Start of Records for processing

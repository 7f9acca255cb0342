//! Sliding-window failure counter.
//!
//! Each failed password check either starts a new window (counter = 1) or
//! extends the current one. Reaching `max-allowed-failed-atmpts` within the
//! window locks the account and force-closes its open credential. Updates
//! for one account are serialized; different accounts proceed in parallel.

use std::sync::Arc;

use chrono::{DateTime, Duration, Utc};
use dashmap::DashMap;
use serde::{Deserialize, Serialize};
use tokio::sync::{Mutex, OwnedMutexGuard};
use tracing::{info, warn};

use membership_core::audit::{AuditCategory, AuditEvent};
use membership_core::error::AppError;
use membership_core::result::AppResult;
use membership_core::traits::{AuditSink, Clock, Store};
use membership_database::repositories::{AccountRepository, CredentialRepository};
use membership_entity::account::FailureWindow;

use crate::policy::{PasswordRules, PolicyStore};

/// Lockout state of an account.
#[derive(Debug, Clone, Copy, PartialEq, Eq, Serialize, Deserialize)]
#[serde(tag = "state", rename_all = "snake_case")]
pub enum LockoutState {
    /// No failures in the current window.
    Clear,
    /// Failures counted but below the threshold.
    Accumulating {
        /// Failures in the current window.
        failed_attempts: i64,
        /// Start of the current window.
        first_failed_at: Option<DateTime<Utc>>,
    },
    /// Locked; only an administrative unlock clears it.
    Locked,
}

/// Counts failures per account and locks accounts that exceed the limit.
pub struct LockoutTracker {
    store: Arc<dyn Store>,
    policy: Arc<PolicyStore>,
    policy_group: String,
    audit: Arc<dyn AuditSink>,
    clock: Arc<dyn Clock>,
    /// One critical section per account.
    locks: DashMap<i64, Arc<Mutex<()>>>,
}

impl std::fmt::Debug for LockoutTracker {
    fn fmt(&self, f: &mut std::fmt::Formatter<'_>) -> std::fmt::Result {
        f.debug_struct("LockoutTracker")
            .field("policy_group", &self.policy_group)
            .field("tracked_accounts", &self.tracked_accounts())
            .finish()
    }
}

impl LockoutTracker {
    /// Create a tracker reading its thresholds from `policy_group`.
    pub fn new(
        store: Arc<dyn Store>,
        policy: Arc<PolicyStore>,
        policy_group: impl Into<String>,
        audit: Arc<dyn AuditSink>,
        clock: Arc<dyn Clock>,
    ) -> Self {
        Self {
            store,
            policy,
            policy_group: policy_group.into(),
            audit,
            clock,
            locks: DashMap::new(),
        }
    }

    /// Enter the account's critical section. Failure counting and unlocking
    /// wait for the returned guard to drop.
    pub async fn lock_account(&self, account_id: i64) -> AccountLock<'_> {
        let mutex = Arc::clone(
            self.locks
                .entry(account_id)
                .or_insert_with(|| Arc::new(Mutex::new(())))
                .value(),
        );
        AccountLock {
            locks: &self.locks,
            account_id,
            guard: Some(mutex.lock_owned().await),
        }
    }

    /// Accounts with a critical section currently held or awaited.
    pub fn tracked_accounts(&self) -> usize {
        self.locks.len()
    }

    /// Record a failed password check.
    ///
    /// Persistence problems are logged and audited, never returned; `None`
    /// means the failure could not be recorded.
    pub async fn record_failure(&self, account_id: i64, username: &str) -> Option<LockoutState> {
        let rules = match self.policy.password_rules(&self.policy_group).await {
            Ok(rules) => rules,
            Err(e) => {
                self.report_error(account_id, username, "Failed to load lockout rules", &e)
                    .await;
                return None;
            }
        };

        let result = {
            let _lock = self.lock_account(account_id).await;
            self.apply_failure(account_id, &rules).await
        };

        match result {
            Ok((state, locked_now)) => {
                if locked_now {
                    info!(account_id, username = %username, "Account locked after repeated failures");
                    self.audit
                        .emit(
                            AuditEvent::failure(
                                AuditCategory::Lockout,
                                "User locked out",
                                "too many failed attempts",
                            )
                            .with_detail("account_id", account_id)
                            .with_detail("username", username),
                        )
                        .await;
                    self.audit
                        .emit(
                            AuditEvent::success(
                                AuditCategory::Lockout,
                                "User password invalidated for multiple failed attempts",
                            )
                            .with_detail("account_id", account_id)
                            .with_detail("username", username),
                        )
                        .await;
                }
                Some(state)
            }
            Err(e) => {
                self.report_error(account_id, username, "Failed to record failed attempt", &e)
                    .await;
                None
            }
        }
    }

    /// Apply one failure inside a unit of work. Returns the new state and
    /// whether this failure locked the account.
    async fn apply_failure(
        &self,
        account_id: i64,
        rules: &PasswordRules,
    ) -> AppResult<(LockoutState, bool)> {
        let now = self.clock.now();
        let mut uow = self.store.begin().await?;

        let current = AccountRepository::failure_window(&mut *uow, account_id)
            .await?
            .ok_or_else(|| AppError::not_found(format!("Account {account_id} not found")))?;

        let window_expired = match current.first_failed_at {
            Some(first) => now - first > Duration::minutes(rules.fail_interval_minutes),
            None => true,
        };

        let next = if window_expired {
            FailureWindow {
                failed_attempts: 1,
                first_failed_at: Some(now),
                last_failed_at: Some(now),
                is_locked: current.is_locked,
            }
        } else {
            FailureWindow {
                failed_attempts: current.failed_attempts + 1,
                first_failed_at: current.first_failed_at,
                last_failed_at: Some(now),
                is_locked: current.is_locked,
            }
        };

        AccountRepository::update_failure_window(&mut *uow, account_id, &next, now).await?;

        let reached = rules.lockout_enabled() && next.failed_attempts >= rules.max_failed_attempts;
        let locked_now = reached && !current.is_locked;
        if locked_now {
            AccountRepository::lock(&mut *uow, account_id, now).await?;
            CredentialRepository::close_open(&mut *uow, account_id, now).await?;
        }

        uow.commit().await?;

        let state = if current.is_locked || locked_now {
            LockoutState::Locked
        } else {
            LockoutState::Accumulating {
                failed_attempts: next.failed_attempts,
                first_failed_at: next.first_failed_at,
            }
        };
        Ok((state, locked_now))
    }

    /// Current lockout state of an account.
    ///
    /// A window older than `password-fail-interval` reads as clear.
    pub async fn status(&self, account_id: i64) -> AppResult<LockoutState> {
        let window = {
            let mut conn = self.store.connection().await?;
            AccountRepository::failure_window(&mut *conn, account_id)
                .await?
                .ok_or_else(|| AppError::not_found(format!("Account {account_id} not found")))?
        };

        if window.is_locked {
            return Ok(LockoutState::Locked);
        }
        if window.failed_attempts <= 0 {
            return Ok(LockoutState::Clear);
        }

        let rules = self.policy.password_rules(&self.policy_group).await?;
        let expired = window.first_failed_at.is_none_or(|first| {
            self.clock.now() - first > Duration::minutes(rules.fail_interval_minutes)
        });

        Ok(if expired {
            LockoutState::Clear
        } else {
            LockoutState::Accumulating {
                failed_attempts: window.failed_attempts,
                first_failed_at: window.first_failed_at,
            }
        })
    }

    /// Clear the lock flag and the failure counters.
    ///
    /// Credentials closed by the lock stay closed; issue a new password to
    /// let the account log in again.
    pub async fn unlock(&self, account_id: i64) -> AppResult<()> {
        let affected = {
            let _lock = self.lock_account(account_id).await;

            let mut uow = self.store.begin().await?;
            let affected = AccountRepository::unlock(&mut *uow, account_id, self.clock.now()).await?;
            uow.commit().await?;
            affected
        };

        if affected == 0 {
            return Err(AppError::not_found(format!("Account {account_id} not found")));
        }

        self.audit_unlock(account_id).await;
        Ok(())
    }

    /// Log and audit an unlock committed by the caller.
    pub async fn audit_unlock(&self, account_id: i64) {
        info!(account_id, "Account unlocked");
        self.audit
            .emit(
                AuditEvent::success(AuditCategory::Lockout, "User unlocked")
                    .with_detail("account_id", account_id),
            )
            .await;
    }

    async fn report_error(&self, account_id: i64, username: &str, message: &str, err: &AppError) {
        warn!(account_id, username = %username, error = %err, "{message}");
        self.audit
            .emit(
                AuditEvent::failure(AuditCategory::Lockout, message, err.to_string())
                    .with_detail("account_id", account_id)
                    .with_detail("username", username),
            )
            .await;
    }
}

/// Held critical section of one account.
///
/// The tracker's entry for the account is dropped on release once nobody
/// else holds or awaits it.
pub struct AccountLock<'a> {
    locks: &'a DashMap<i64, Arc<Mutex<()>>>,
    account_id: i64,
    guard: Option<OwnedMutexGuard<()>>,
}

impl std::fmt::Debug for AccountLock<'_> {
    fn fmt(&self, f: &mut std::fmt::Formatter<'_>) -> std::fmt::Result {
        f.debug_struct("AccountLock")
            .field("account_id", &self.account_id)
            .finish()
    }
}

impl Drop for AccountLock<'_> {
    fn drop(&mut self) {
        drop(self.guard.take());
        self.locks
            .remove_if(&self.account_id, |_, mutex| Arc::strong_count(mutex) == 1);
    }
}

End of Records for processing

Task statement:
Looking at the data above, give the number of lines that include "Some"; add nothing else.

Solution for this task:
6